*** Records supplied
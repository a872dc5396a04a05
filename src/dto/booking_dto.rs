use chrono::{DateTime, Utc};
use serde::{Deserialize, Serialize};
use validator::Validate;

use super::common_dto::{default_limit, default_page};
use crate::models::{
    Booking, BookingStatus, DriverSummary, FareCalculation, Location, StatusHistoryEntry,
    VehicleSummary,
};
use crate::utils::validation::validate_not_blank;

// Request para crear una reserva
#[derive(Debug, Clone, Deserialize, Validate)]
#[serde(rename_all = "camelCase")]
pub struct BookingRequest {
    #[validate(custom = "validate_not_blank")]
    pub user_id: String,
    #[validate]
    pub pickup_location: Location,
    #[validate]
    pub dropoff_location: Location,
    #[validate(custom = "validate_not_blank", length(max = 50))]
    pub vehicle_type: String,
    #[validate(custom = "validate_not_blank")]
    pub payment_method_id: String,
}

#[derive(Debug, Clone, Default, Deserialize, Validate)]
pub struct CancelBookingRequest {
    #[validate(length(max = 500))]
    pub reason: Option<String>,
}

#[derive(Debug, Clone, Deserialize, Validate)]
#[serde(rename_all = "camelCase")]
pub struct BookingListQuery {
    #[validate(custom = "validate_not_blank")]
    pub user_id: String,
    pub status: Option<String>,
    #[serde(default = "default_page")]
    #[validate(range(min = 1))]
    pub page: i64,
    #[serde(default = "default_limit")]
    #[validate(range(min = 1, max = 100))]
    pub limit: i64,
}

/// Desglose de tarifa; los componentes ausentes no se serializan
#[derive(Debug, Clone, PartialEq, Serialize, Deserialize)]
#[serde(rename_all = "camelCase")]
pub struct FareBreakdown {
    pub base_fare: f64,
    pub distance_charge: f64,
    pub time_charge: f64,
    pub surge_multiplier: f64,
    pub tax: f64,
    #[serde(skip_serializing_if = "Option::is_none")]
    pub other_charges: Option<f64>,
}

impl From<&FareCalculation> for FareBreakdown {
    fn from(fare: &FareCalculation) -> Self {
        Self {
            base_fare: fare.base_fare,
            distance_charge: fare.distance_charge,
            time_charge: fare.time_charge,
            surge_multiplier: fare.surge_multiplier,
            tax: fare.tax_amount,
            other_charges: fare.other_charges,
        }
    }
}

#[derive(Debug, Clone, PartialEq, Serialize, Deserialize)]
pub struct FareInfo {
    pub currency: String,
    pub amount: f64,
    pub breakdown: Option<FareBreakdown>,
}

impl FareInfo {
    pub fn new(currency: impl Into<String>, amount: f64) -> Self {
        Self {
            currency: currency.into(),
            amount,
            breakdown: None,
        }
    }

    pub fn from_calculation(fare: &FareCalculation) -> Self {
        Self {
            currency: fare.currency.clone(),
            amount: fare.total_amount,
            breakdown: Some(FareBreakdown::from(fare)),
        }
    }
}

#[derive(Debug, Clone, PartialEq, Serialize, Deserialize)]
#[serde(rename_all = "camelCase")]
pub struct DriverInfo {
    pub driver_id: String,
    pub name: String,
    pub phone: String,
    pub rating: f64,
}

impl From<DriverSummary> for DriverInfo {
    fn from(driver: DriverSummary) -> Self {
        Self {
            name: driver.full_name(),
            driver_id: driver.driver_id,
            phone: driver.phone.unwrap_or_default(),
            rating: driver.average_rating.unwrap_or(0.0),
        }
    }
}

#[derive(Debug, Clone, PartialEq, Serialize, Deserialize)]
#[serde(rename_all = "camelCase")]
pub struct VehicleInfo {
    pub vehicle_id: String,
    pub make: Option<String>,
    pub model: Option<String>,
    pub color: Option<String>,
    pub registration: String,
}

impl From<VehicleSummary> for VehicleInfo {
    fn from(vehicle: VehicleSummary) -> Self {
        Self {
            vehicle_id: vehicle.vehicle_id,
            make: vehicle.make,
            model: vehicle.model,
            color: vehicle.color,
            registration: vehicle.registration,
        }
    }
}

// Response de creación de reserva
#[derive(Debug, Clone, Serialize, Deserialize)]
#[serde(rename_all = "camelCase")]
pub struct BookingResponse {
    pub booking_id: String,
    pub status: BookingStatus,
    pub estimated_fare: Option<FareInfo>,
    pub message: Option<String>,
}

// Detalle completo de una reserva
#[derive(Debug, Clone, Serialize, Deserialize)]
#[serde(rename_all = "camelCase")]
pub struct BookingDetail {
    pub booking_id: String,
    pub user_id: String,
    pub status: BookingStatus,
    pub pickup_location: Location,
    pub dropoff_location: Location,
    pub vehicle_type: String,
    pub estimated_fare: Option<FareInfo>,
    pub actual_fare: Option<FareInfo>,
    pub driver_info: Option<DriverInfo>,
    pub vehicle_info: Option<VehicleInfo>,
    pub created_at: DateTime<Utc>,
    pub updated_at: DateTime<Utc>,
    /// Minutos, solo en `confirmed` y `driver_arrived`
    pub eta: Option<i32>,
}

impl BookingDetail {
    pub fn new(
        booking: Booking,
        fare: Option<FareCalculation>,
        driver: Option<DriverSummary>,
        vehicle: Option<VehicleSummary>,
    ) -> Self {
        let estimated_fare = booking.estimated_fare_amount.map(|amount| FareInfo {
            currency: booking
                .estimated_fare_currency
                .clone()
                .unwrap_or_else(|| "INR".to_string()),
            amount,
            breakdown: fare.as_ref().map(FareBreakdown::from),
        });
        let actual_fare = booking.actual_fare_amount.map(|amount| {
            FareInfo::new(
                booking
                    .actual_fare_currency
                    .clone()
                    .unwrap_or_else(|| "INR".to_string()),
                amount,
            )
        });

        Self {
            pickup_location: booking.pickup_location(),
            dropoff_location: booking.dropoff_location(),
            eta: booking.eta_minutes(),
            estimated_fare,
            actual_fare,
            driver_info: driver.map(DriverInfo::from),
            vehicle_info: vehicle.map(VehicleInfo::from),
            booking_id: booking.booking_id,
            user_id: booking.user_id,
            status: booking.status,
            vehicle_type: booking.vehicle_type,
            created_at: booking.created_at,
            updated_at: booking.updated_at,
        }
    }
}

#[derive(Debug, Clone, Serialize, Deserialize)]
#[serde(rename_all = "camelCase")]
pub struct CancelBookingResponse {
    pub booking_id: String,
    pub status: BookingStatus,
    pub message: String,
    pub cancellation_fee: Option<FareInfo>,
}

#[derive(Debug, Clone, Serialize, Deserialize)]
#[serde(rename_all = "camelCase")]
pub struct StatusHistoryResponse {
    pub status: BookingStatus,
    pub changed_at: DateTime<Utc>,
}

impl From<StatusHistoryEntry> for StatusHistoryResponse {
    fn from(entry: StatusHistoryEntry) -> Self {
        Self {
            status: entry.status,
            changed_at: entry.changed_at,
        }
    }
}

#[cfg(test)]
mod tests {
    use super::*;

    fn fare() -> FareCalculation {
        FareCalculation {
            base_fare: 50.0,
            distance_charge: 62.22,
            time_charge: 18.0,
            surge_multiplier: 1.0,
            tax_amount: 6.51,
            other_charges: None,
            total_amount: 136.73,
            currency: "INR".to_string(),
        }
    }

    #[test]
    fn test_breakdown_omits_missing_components() {
        let json = serde_json::to_value(FareInfo::from_calculation(&fare())).unwrap();
        let breakdown = json["breakdown"].as_object().unwrap();

        assert_eq!(json["amount"], 136.73);
        assert_eq!(breakdown["baseFare"], 50.0);
        assert_eq!(breakdown["tax"], 6.51);
        assert!(!breakdown.contains_key("otherCharges"));
    }

    #[test]
    fn test_driver_info_defaults() {
        let info = DriverInfo::from(DriverSummary {
            driver_id: "drv_1".to_string(),
            first_name: Some("Asha".to_string()),
            last_name: Some("Rao".to_string()),
            phone: None,
            average_rating: None,
        });
        assert_eq!(info.name, "Asha Rao");
        assert_eq!(info.phone, "");
        assert_eq!(info.rating, 0.0);
    }

    #[test]
    fn test_booking_request_rejects_out_of_range_latitude() {
        let request: BookingRequest = serde_json::from_value(serde_json::json!({
            "userId": "user_1",
            "pickupLocation": {"latitude": 95.0, "longitude": 77.59},
            "dropoffLocation": {"latitude": 12.93, "longitude": 77.62},
            "vehicleType": "sedan",
            "paymentMethodId": "pm_1"
        }))
        .unwrap();
        assert!(request.validate().is_err());
    }
}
******
• _What to work on_:
Scan the entries above and return each line that holds "longitude".

• _Solution for this exercise_:
            "pickupLocation": {"latitude": 95.0, "longitude": 77.59},
            "dropoffLocation": {"latitude": 12.93, "longitude": 77.62},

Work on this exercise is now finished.